I’m training a basic feedforward NN on an imbalanced dataset and I wanted to implement a two-phase training approach:
In the first training phase the model is trained on an undersampled version of the dataset so that all labels have equal probability.
The second phase then accounts for the data imbalance by re-training only the output layer of the NN with the original distribution of the dataset.
What would be the workflow for something like this?
Train entire model on under sampled dataset → set param.requires_grad = False for all layers except last (output layer) → save model parameters → re-load model and train on imbalanced dataset?
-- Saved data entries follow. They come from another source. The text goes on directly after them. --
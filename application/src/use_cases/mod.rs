//! Use cases (application services)
//!
//! - [`run_agent`]: the in-process agent runner
//! - [`transition_ticket`]: the guarded ticket state machine
//! - [`apply_run_result`]: commit a finished run's comments and state change

pub mod apply_run_result;
pub mod run_agent;
pub(crate) mod shared;
pub(crate) mod tool_helpers;
pub mod transition_ticket;
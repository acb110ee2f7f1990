//! Tool schema conversion port.
//!
//! Separates "what a tool accepts" (the domain [`ObjectSchema`]) from "how
//! that is serialized for a model's function-calling API" (JSON Schema,
//! produced in infrastructure).

use board_domain::{ObjectSchema, ToolDefinition};
use serde::{Deserialize, Serialize};

/// The triple exposed to the model for one tool.
#[derive(Debug, Clone, PartialEq, Serialize, Deserialize)]
pub struct ToolSurface {
    pub name: String,
    pub description: String,
    pub parameters: serde_json::Value,
}

/// Port for converting parameter descriptors to JSON Schema.
pub trait ToolSchemaPort: Send + Sync {
    fn to_json_schema(&self, schema: &ObjectSchema) -> serde_json::Value;

    fn tool_surface(&self, tool: &ToolDefinition) -> ToolSurface {
        ToolSurface {
            name: tool.name().to_string(),
            description: tool.description().to_string(),
            parameters: self.to_json_schema(tool.parameters()),
        }
    }
}
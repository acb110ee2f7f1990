//! Child-process runner.
//!
//! [`ProcessAgentRunner`] relocates the run loop into a worker process
//! (normally `agent-board worker`) and speaks the [`wire`](super::wire)
//! protocol with it. The worker is killed once `max_duration + grace` has
//! passed, and on Linux it is also told to die with its parent.

use super::wire::{RunRequest, parse_result};
use async_trait::async_trait;
use board_application::ports::agent_runner::{AgentRunParams, AgentRunner};
use board_domain::core::string::truncate;
use board_domain::{AgentRunResult, RunComment, TokenUsage};
use std::path::PathBuf;
use std::process::Stdio;
use std::time::{Duration, Instant};
use tokio::io::AsyncWriteExt;
use tokio::process::Command;
use tracing::{debug, info, warn};

/// Headroom past the run budget for the worker to report its own timeout
const DEFAULT_GRACE: Duration = Duration::from_secs(10);

/// Cap on worker stderr echoed into an error result
const STDERR_TAIL: usize = 2000;

pub struct ProcessAgentRunner {
    program: PathBuf,
    args: Vec<String>,
    grace: Duration,
}

impl ProcessAgentRunner {
    pub fn new(program: impl Into<PathBuf>, args: Vec<String>) -> Self {
        Self {
            program: program.into(),
            args,
            grace: DEFAULT_GRACE,
        }
    }

    /// Run the current executable's hidden `worker` subcommand.
    pub fn current_exe(extra_args: Vec<String>) -> std::io::Result<Self> {
        let mut args = extra_args;
        args.push("worker".to_string());
        Ok(Self::new(std::env::current_exe()?, args))
    }

    pub fn with_grace(mut self, grace: Duration) -> Self {
        self.grace = grace;
        self
    }

    fn command(&self) -> Command {
        let mut cmd = Command::new(&self.program);
        cmd.args(&self.args)
            .stdin(Stdio::piped())
            .stdout(Stdio::piped())
            .stderr(Stdio::piped())
            .kill_on_drop(true);

        // Linux: have the kernel SIGTERM the worker if we die first, which
        // covers the cases where kill_on_drop never runs (SIGKILL, OOM).
        #[cfg(target_os = "linux")]
        unsafe {
            cmd.pre_exec(|| {
                libc::prctl(libc::PR_SET_PDEATHSIG, libc::SIGTERM);
                Ok(())
            });
        }
        cmd
    }

    async fn run_worker(&self, params: &AgentRunParams, started: Instant) -> AgentRunResult {
        let elapsed = || started.elapsed().as_millis() as u64;
        let fail = |message: String| {
            warn!(program = %self.program.display(), "{}", message);
            AgentRunResult::failed(
                message.clone(),
                vec![RunComment::status(format!("Run failed: {}", message))],
                TokenUsage::default(),
                elapsed(),
            )
        };

        let request = match serde_json::to_vec(&RunRequest::from_params(params)) {
            Ok(bytes) => bytes,
            Err(e) => return fail(format!("failed to encode run request: {}", e)),
        };

        let mut child = match self.command().spawn() {
            Ok(child) => child,
            Err(e) => return fail(format!("failed to spawn worker: {}", e)),
        };
        debug!(pid = child.id(), "Worker spawned");

        // Feed stdin while draining stdout/stderr so neither side can block
        // the other on a full pipe.
        let stdin = child.stdin.take();
        let feed = async move {
            if let Some(mut stdin) = stdin {
                // A worker that exits early closes the pipe; its exit status
                // says more than the write error would.
                if let Err(e) = stdin.write_all(&request).await {
                    debug!(error = %e, "Could not write run request");
                }
            }
        };
        let exchange = async {
            let ((), output) = tokio::join!(feed, child.wait_with_output());
            output
        };

        let budget = params.max_duration.saturating_add(self.grace);
        let output = match tokio::time::timeout(budget, exchange).await {
            Ok(Ok(output)) => output,
            Ok(Err(e)) => return fail(format!("failed to wait for worker: {}", e)),
            Err(_) => {
                warn!(budget_secs = budget.as_secs(), "Worker exceeded its budget, killed");
                return AgentRunResult::timeout(
                    vec![RunComment::status(format!(
                        "Run stopped after exceeding its {}s time budget; the worker was killed.",
                        params.max_duration.as_secs()
                    ))],
                    TokenUsage::default(),
                    elapsed(),
                );
            }
        };

        let stderr = String::from_utf8_lossy(&output.stderr);
        if !output.status.success() {
            return fail(format!(
                "worker exited with {}: {}",
                output.status,
                truncate(stderr.trim(), STDERR_TAIL)
            ));
        }

        match parse_result(&String::from_utf8_lossy(&output.stdout)) {
            Ok(result) => result,
            Err(e) => fail(format!("unparsable worker output: {}", e)),
        }
    }
}

#[async_trait]
impl AgentRunner for ProcessAgentRunner {
    async fn run(&self, params: AgentRunParams) -> AgentRunResult {
        let started = Instant::now();
        info!(
            program = %self.program.display(),
            ticket = params.ticket_id.as_deref().unwrap_or("-"),
            profile = %params.profile,
            "Dispatching run to worker"
        );
        let result = self.run_worker(&params, started).await;
        info!(status = %result.status, duration_ms = result.duration_ms, "Worker run finished");
        result
    }
}
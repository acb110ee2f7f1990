//! Raw TOML configuration data types
//!
//! These structs mirror the config file one-to-one. Each section knows how
//! to validate itself and how to turn into the runtime value it configures.

mod agent;
mod gateway;
mod lifecycle;
mod profiles;
mod storage;
mod workspace;

pub use agent::FileAgentConfig;
pub use gateway::FileGatewayConfig;
pub use lifecycle::FileLifecycleConfig;
pub use profiles::FileProfileConfig;
pub use storage::FileStorageConfig;
pub use workspace::FileWorkspaceConfig;

use crate::profiles::StaticProfileCatalog;
use board_application::ExecutionParams;
use board_domain::{ConfigIssue, TransitionTable};
use serde::{Deserialize, Serialize};
use std::collections::BTreeMap;

/// Complete file configuration (raw TOML structure)
#[derive(Debug, Clone, Default, PartialEq, Eq, Serialize, Deserialize)]
#[serde(default)]
pub struct FileConfig {
    pub agent: FileAgentConfig,
    pub gateway: FileGatewayConfig,
    pub workspace: FileWorkspaceConfig,
    pub storage: FileStorageConfig,
    pub lifecycle: FileLifecycleConfig,
    pub profiles: BTreeMap<String, FileProfileConfig>,
}

impl FileConfig {
    /// Validate the entire configuration, returning every detected issue.
    pub fn validate(&self) -> Vec<ConfigIssue> {
        let mut issues = Vec::new();
        issues.extend(self.agent.validate());
        issues.extend(self.gateway.validate());
        issues.extend(self.workspace.validate());
        issues.extend(self.lifecycle.to_transition_table().1);
        issues.extend(profiles::validate_profiles(&self.profiles));
        issues
    }

    pub fn execution_params(&self) -> ExecutionParams {
        self.workspace
            .execution_params(self.agent.max_tool_turns)
    }

    pub fn transition_table(&self) -> TransitionTable {
        self.lifecycle.to_transition_table().0
    }

    pub fn profile_catalog(&self) -> StaticProfileCatalog {
        profiles::build_catalog(&self.profiles)
    }
}
//! Subcommand handlers. Each one wires the layers it needs from the loaded
//! configuration and reports through stdout (data) and tracing (progress).

use crate::cli::RunArgs;
use anyhow::{Context, Result, bail};
use board_application::{
    AgentRunParams, AgentRunner, ApplyRunResultUseCase, ConversationLogger, DatabaseOperations,
    ProfileCatalog, RunAgentUseCase, TicketStateMachine, Workspace, WorkspaceInfo,
};
use board_domain::{AgentRunResult, TicketState, TransitionTable};
use board_infrastructure::runner::wire::{read_request, write_result};
use board_infrastructure::{
    ConfigLoader, FileConfig, JsonFileDatabase, JsonlConversationLogger, LocalWorkspaceExecutor,
    OpenAiCompatibleGateway, ProcessAgentRunner, ToolRegistry, build_registry,
};
use serde_json::json;
use std::path::{Path, PathBuf};
use std::process::ExitCode;
use std::sync::Arc;
use tracing::{info, warn};

const DEFAULT_SESSION_ROOT: &str = ".board/sessions";

type InProcessRunner = RunAgentUseCase<OpenAiCompatibleGateway, ToolRegistry>;

/// `agent-board tools`
pub fn tools(config: &FileConfig, profile: Option<&str>) -> Result<ExitCode> {
    let registry = registry(config)?;
    let surfaces = match profile {
        Some(name) => {
            if !registry.profile_names().iter().any(|p| p == name) {
                bail!(
                    "unknown profile '{}' (known: {})",
                    name,
                    registry.profile_names().join(", ")
                );
            }
            registry.surfaces_for_profile(name)
        }
        None => registry.all_surfaces(),
    };
    println!("{}", serde_json::to_string_pretty(&surfaces)?);
    Ok(ExitCode::SUCCESS)
}

/// `agent-board transitions`
pub fn transitions(config: &FileConfig, from: Option<&str>, to: Option<&str>) -> Result<ExitCode> {
    let table = config.transition_table();

    if let (Some(from), Some(to)) = (from, to) {
        return Ok(match check_transition(&table, from, to)? {
            Ok(()) => {
                println!("valid: {} -> {}", from, to);
                ExitCode::SUCCESS
            }
            Err(reason) => {
                println!("invalid: {}", reason);
                ExitCode::from(1)
            }
        });
    }

    for (state, targets) in table.entries() {
        if targets.is_empty() {
            println!("{} (terminal)", state);
        } else {
            let targets: Vec<_> = targets.iter().map(TicketState::as_str).collect();
            println!("{} -> {}", state, targets.join(", "));
        }
    }
    Ok(ExitCode::SUCCESS)
}

/// Outer error: a state name did not parse. Inner error: the table forbids it.
fn check_transition(
    table: &TransitionTable,
    from: &str,
    to: &str,
) -> Result<std::result::Result<(), String>> {
    let from: TicketState = from.parse()?;
    let to: TicketState = to.parse()?;
    Ok(table.check(from, to).map_err(|e| e.to_string()))
}

/// `agent-board config`
pub fn config(loader: &ConfigLoader) -> Result<ExitCode> {
    println!("Configuration sources (highest priority first):");
    for source in loader.sources() {
        let path = source
            .path
            .as_deref()
            .map(|p| p.display().to_string())
            .unwrap_or_else(|| "(unavailable)".to_string());
        let marker = if source.found { "found" } else { "not found" };
        println!("  {:<9} {} [{}]", source.label, path, marker);
    }

    let config = match loader.load() {
        Ok(config) => config,
        Err(e) => {
            println!();
            println!("{}", e);
            return Ok(ExitCode::from(1));
        }
    };

    let issues = config.validate();
    println!();
    if issues.is_empty() {
        println!("No configuration issues.");
        return Ok(ExitCode::SUCCESS);
    }
    for issue in &issues {
        println!("  {}", issue);
    }
    Ok(if issues.iter().any(|i| i.is_error()) {
        ExitCode::from(1)
    } else {
        ExitCode::SUCCESS
    })
}

/// `agent-board run`
///
/// Exit code 2 when the run ended in `timeout` or `error`.
pub async fn run(config: &FileConfig, args: RunArgs, worker_args: Vec<String>) -> Result<ExitCode> {
    if args.apply && args.persona.is_none() {
        bail!("--apply needs --persona: comments are posted as that persona");
    }

    let catalog = config.profile_catalog();
    let profile = catalog.profile(&args.profile).with_context(|| {
        format!(
            "unknown profile '{}' (known: {})",
            args.profile,
            catalog.profile_names().join(", ")
        )
    })?;

    let root = std::fs::canonicalize(&args.workspace)
        .with_context(|| format!("workspace {} is not accessible", args.workspace.display()))?;
    let mut info = WorkspaceInfo::new(&root);
    if let Some(branch) = &args.branch {
        info = info.with_branch(branch);
    }
    if let Some(remote) = &args.remote {
        info = info.with_remote(remote);
    }
    if let Some(persona) = &args.persona {
        info = info.with_persona(persona);
    }

    let session_dir = session_dir(config, &args.ticket);
    std::fs::create_dir_all(&session_dir)
        .with_context(|| format!("cannot create session dir {}", session_dir.display()))?;

    let params = AgentRunParams {
        project_id: args.project.clone(),
        ticket_id: Some(args.ticket.clone()),
        profile: profile.name.clone(),
        task: args.task.clone(),
        system_prompt: profile.system_prompt.clone(),
        workflow: profile.workflow.clone(),
        workspace: Workspace::new(info, Arc::new(LocalWorkspaceExecutor::new(&root))),
        session_dir: Some(session_dir.clone()),
        max_duration: args
            .max_duration_secs
            .map(std::time::Duration::from_secs)
            .unwrap_or_else(|| config.agent.max_duration()),
    };

    info!(
        ticket_id = %args.ticket,
        profile = %args.profile,
        isolated = args.isolated,
        session_dir = %session_dir.display(),
        "Starting agent run"
    );

    // The worker writes through its own handle, so in isolated mode the
    // board is only opened after it exits.
    let (result, db) = if args.isolated {
        let runner = ProcessAgentRunner::current_exe(worker_args)
            .context("cannot locate the agent-board executable")?;
        (runner.run(params).await, None)
    } else {
        let db = open_database(config).await?;
        let runner = in_process_runner(config, db.clone(), Some(&session_dir))?;
        (runner.run(params).await, Some(db))
    };

    println!("{}", serde_json::to_string_pretty(&result)?);

    if args.apply
        && let Some(persona) = &args.persona
    {
        let db = match db {
            Some(db) => db,
            None => open_database(config).await?,
        };
        apply(config, db, &args.ticket, persona, &result).await?;
    }

    Ok(if result.is_success() {
        ExitCode::SUCCESS
    } else {
        ExitCode::from(2)
    })
}

/// `agent-board worker`
///
/// stdout carries exactly one result line; everything else goes to stderr.
pub async fn worker(config: &FileConfig) -> Result<ExitCode> {
    let request = read_request(&mut tokio::io::stdin())
        .await
        .context("reading run request from stdin")?;
    let session_dir = request.session_dir.clone();
    let executor = Arc::new(LocalWorkspaceExecutor::new(&request.workspace.root_path));
    let params = request.into_params(executor);

    let db = open_database(config).await?;
    let runner = in_process_runner(config, db, session_dir.as_deref())?;
    let result = runner.run(params).await;

    write_result(&mut tokio::io::stdout(), &result)
        .await
        .context("writing run result to stdout")?;
    Ok(ExitCode::SUCCESS)
}

async fn apply(
    config: &FileConfig,
    db: Arc<dyn DatabaseOperations>,
    ticket_id: &str,
    persona_id: &str,
    result: &AgentRunResult,
) -> Result<()> {
    let use_case = ApplyRunResultUseCase::new(db, state_machine(config));
    let applied = use_case
        .apply(ticket_id, persona_id, result)
        .await
        .context("applying run result")?;

    let transition = match &applied.transition {
        Some(Ok(ticket)) => json!({ "state": ticket.state }),
        Some(Err(e)) => json!({ "rejected": e }),
        None => json!(null),
    };
    eprintln!(
        "{}",
        json!({ "comments_posted": applied.comments_posted, "transition": transition })
    );
    Ok(())
}

fn state_machine(config: &FileConfig) -> TicketStateMachine {
    TicketStateMachine::new(config.transition_table())
}

fn registry(config: &FileConfig) -> Result<ToolRegistry> {
    let catalog: Arc<dyn ProfileCatalog> = Arc::new(config.profile_catalog());
    build_registry(catalog, state_machine(config), config.execution_params())
        .context("building tool registry")
}

async fn open_database(config: &FileConfig) -> Result<Arc<dyn DatabaseOperations>> {
    let path = &config.storage.board_path;
    let db = JsonFileDatabase::open(path)
        .await
        .with_context(|| format!("opening board file {}", path.display()))?;
    Ok(Arc::new(db))
}

fn in_process_runner(
    config: &FileConfig,
    db: Arc<dyn DatabaseOperations>,
    session_dir: Option<&Path>,
) -> Result<InProcessRunner> {
    let gateway_config = &config.gateway;
    let api_key = gateway_config.api_key();
    if api_key.is_none() {
        warn!(
            env = %gateway_config.api_key_env,
            "No API key in environment; requests are sent unauthenticated"
        );
    }
    let gateway = OpenAiCompatibleGateway::new(&gateway_config.base_url, api_key, &gateway_config.model);

    let mut runner = RunAgentUseCase::new(Arc::new(gateway), Arc::new(registry(config)?))
        .with_database(db)
        .with_execution_params(config.execution_params());

    if let Some(logger) = session_dir.and_then(JsonlConversationLogger::for_session) {
        let logger: Arc<dyn ConversationLogger> = Arc::new(logger);
        runner = runner.with_conversation_logger(logger);
    }
    Ok(runner)
}

/// `<session_root>/<ticket>-<UTC timestamp>`
fn session_dir(config: &FileConfig, ticket_id: &str) -> PathBuf {
    let root = config
        .agent
        .session_root
        .clone()
        .unwrap_or_else(|| PathBuf::from(DEFAULT_SESSION_ROOT));
    let stamp = chrono::Utc::now().format("%Y%m%dT%H%M%S%3f");
    root.join(format!("{}-{}", sanitize(ticket_id), stamp))
}

fn sanitize(id: &str) -> String {
    id.chars()
        .map(|c| if c.is_ascii_alphanumeric() || c == '-' || c == '_' { c } else { '_' })
        .collect()
}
Is it possible to do all this in one run or would I do two separate runs?
Any tips/insight would be appreciated!
You wouldn’t need to save and reload the model and could do both training passes in a single script.
However, if you think it’s more convenient to write different script, it’s also fine and I don’t see a reason this would not work, too.
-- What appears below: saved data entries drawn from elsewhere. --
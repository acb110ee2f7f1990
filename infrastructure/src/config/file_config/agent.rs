//! Agent run configuration (`[agent]` section)

use board_domain::{ConfigIssue, ConfigIssueCode, MAX_RUN_DURATION};
use serde::{Deserialize, Serialize};
use std::path::PathBuf;
use std::time::Duration;

/// Raw agent configuration from TOML
///
/// # Example
///
/// ```toml
/// [agent]
/// max_duration_secs = 1800
/// max_tool_turns = 40
/// session_root = ".board/sessions"
/// ```
#[derive(Debug, Clone, PartialEq, Eq, Serialize, Deserialize)]
#[serde(default)]
pub struct FileAgentConfig {
    /// Wall-clock budget for one run
    pub max_duration_secs: u64,
    /// Model turns that may request tools before the run is failed
    pub max_tool_turns: usize,
    /// Parent of per-run session directories (transcripts)
    pub session_root: Option<PathBuf>,
}

impl Default for FileAgentConfig {
    fn default() -> Self {
        Self {
            max_duration_secs: 30 * 60,
            max_tool_turns: 40,
            session_root: None,
        }
    }
}

impl FileAgentConfig {
    pub fn max_duration(&self) -> Duration {
        Duration::from_secs(self.max_duration_secs)
    }

    pub fn validate(&self) -> Vec<ConfigIssue> {
        let mut issues = Vec::new();
        if self.max_duration_secs == 0 {
            issues.push(ConfigIssue::error(
                ConfigIssueCode::ZeroLimit,
                "agent.max_duration_secs is 0; every run would time out immediately",
            ));
        } else if self.max_duration() > MAX_RUN_DURATION {
            issues.push(ConfigIssue::warning(
                ConfigIssueCode::LimitTooLarge,
                format!(
                    "agent.max_duration_secs = {} exceeds {}; runs are capped there",
                    self.max_duration_secs,
                    MAX_RUN_DURATION.as_secs()
                ),
            ));
        }
        if self.max_tool_turns == 0 {
            issues.push(ConfigIssue::error(
                ConfigIssueCode::ZeroLimit,
                "agent.max_tool_turns is 0; no tool could ever be called",
            ));
        }
        issues
    }
}
//! Agent domain module
//!
//! The run contract shared by every agent runner, in-process or isolated:
//! phases, the final [`AgentRunResult`], parsing of the model's result
//! block, profiles, and configuration issues.

pub mod outcome_parser;
pub mod profile;
pub mod run;
pub mod validation;

pub use outcome_parser::parse_run_outcome;
pub use profile::Profile;
pub use run::{
    AgentRunResult, CommentType, MAX_RUN_DURATION, RunComment, RunOutcome, RunPhase, RunStatus,
    TokenUsage,
};
pub use validation::{ConfigIssue, ConfigIssueCode, Severity};
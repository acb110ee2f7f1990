//! Workspace executors

pub mod local;

pub use local::LocalWorkspaceExecutor;
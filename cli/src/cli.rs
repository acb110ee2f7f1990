//! CLI command definitions

use clap::{Args, Parser, Subcommand};
use std::path::PathBuf;

/// CLI arguments for agent-board
#[derive(Parser, Debug)]
#[command(name = "agent-board")]
#[command(author, version, about = "Run tool-using agents against project tickets")]
#[command(long_about = r#"
agent-board runs one agent per ticket. Each agent is confined to the tools its
profile allows, works inside a single workspace directory, and finishes with a
structured result: comments to post and an optional ticket state change.

Configuration files are loaded from (in priority order):
1. BOARD_* environment variables (BOARD_GATEWAY__MODEL=...)
2. --config <path>     Explicit config file
3. ./board.toml        Project-level config
4. ~/.config/agent-board/config.toml   Global config

Example:
  agent-board tools --profile developer
  agent-board transitions --from research --to plan_approval
  agent-board run --project P-1 --ticket T-7 --profile developer \
      --workspace ./repo --persona dev-1 --task "Fix the failing test" --apply
"#)]
pub struct Cli {
    /// Verbosity level (-v = info, -vv = debug, -vvv = trace)
    #[arg(short, long, action = clap::ArgAction::Count, global = true)]
    pub verbose: u8,

    /// Path to configuration file
    #[arg(long, value_name = "PATH", global = true)]
    pub config: Option<PathBuf>,

    /// Also write logs to a daily-rotated file in this directory
    #[arg(long, value_name = "DIR", global = true)]
    pub log_dir: Option<PathBuf>,

    #[command(subcommand)]
    pub command: Command,
}

#[derive(Subcommand, Debug)]
pub enum Command {
    /// Print tool surfaces as JSON
    Tools {
        /// Only the tools this profile may call
        #[arg(long, value_name = "NAME")]
        profile: Option<String>,
    },

    /// Print the ticket lifecycle, or check one transition
    Transitions {
        #[arg(long, value_name = "STATE", requires = "to")]
        from: Option<String>,

        #[arg(long, value_name = "STATE", requires = "from")]
        to: Option<String>,
    },

    /// Run an agent on a ticket and print its result as JSON
    Run(RunArgs),

    /// Isolated runner entry point: request on stdin, result on stdout
    #[command(hide = true)]
    Worker,

    /// Show configuration sources and validation issues
    Config,
}

#[derive(Args, Debug, Clone)]
pub struct RunArgs {
    #[arg(long, value_name = "ID")]
    pub project: String,

    #[arg(long, value_name = "ID")]
    pub ticket: String,

    /// Profile (role) the agent runs as
    #[arg(long, value_name = "NAME")]
    pub profile: String,

    /// Directory the agent's file and command tools are confined to
    #[arg(long, value_name = "DIR")]
    pub workspace: PathBuf,

    /// Instruction for this run
    #[arg(long, value_name = "TEXT")]
    pub task: String,

    /// Persona the agent acts as (needed for comments and documents)
    #[arg(long, value_name = "ID")]
    pub persona: Option<String>,

    #[arg(long, value_name = "BRANCH")]
    pub branch: Option<String>,

    #[arg(long, value_name = "REMOTE")]
    pub remote: Option<String>,

    /// Override `agent.max_duration_secs`
    #[arg(long, value_name = "SECS")]
    pub max_duration_secs: Option<u64>,

    /// Run the agent in a child process
    #[arg(long)]
    pub isolated: bool,

    /// Post the result's comments and apply its state change
    #[arg(long)]
    pub apply: bool,
}

#[cfg(test)]
mod tests {
    use super::*;
    use clap::CommandFactory;

    #[test]
    fn test_cli_definition_is_consistent() {
        Cli::command().debug_assert();
    }

    #[test]
    fn test_parse_run() {
        let cli = Cli::try_parse_from([
            "agent-board",
            "-vv",
            "run",
            "--project",
            "P-1",
            "--ticket",
            "T-1",
            "--profile",
            "developer",
            "--workspace",
            "/tmp/ws",
            "--task",
            "fix it",
            "--isolated",
        ])
        .unwrap();

        assert_eq!(cli.verbose, 2);
        let Command::Run(args) = cli.command else {
            panic!("expected run");
        };
        assert_eq!(args.ticket, "T-1");
        assert!(args.isolated);
        assert!(!args.apply);
        assert!(args.persona.is_none());
    }

    #[test]
    fn test_global_flags_after_subcommand() {
        let cli = Cli::try_parse_from(["agent-board", "worker", "--config", "x.toml", "-v"]).unwrap();
        assert!(matches!(cli.command, Command::Worker));
        assert_eq!(cli.config, Some(PathBuf::from("x.toml")));
        assert_eq!(cli.verbose, 1);
    }

    #[test]
    fn test_transition_check_needs_both_states() {
        assert!(Cli::try_parse_from(["agent-board", "transitions", "--from", "backlog"]).is_err());
        assert!(
            Cli::try_parse_from(["agent-board", "transitions", "--from", "backlog", "--to", "research"])
                .is_ok()
        );
    }
}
If I use two scripts the first script will end by saving the model weights
torch.save(model.state_dict(), out_dir / "model_parameters.pth")
And then the second script starts by reloading those weights to a new model?
model2 = model.load_state_dict(torch.load("model_parameters.pth"))
And then I presume the freezing step will follow:
for name, param in model2.named_parameters():
if not '12' in name:
param.requires_grad = False
I’m using ‘12’ since the names in named_parameters are as follows:
[‘linear_relu_stack.0.weight’, ‘linear_relu_stack.0.bias’, ‘linear_relu_stack.3.weight’, ‘linear_relu_stack.3.bias’, ‘linear_relu_stack.6.weight’, ‘linear_relu_stack.6.bias’, ‘linear_relu_stack.9.weight’, ‘linear_relu_stack.9.bias’, ‘linear_relu_stack.12.weight’, ‘linear_relu_stack.12.bias’]
Is my thinking here correct?
Yes, your approach sounds correct.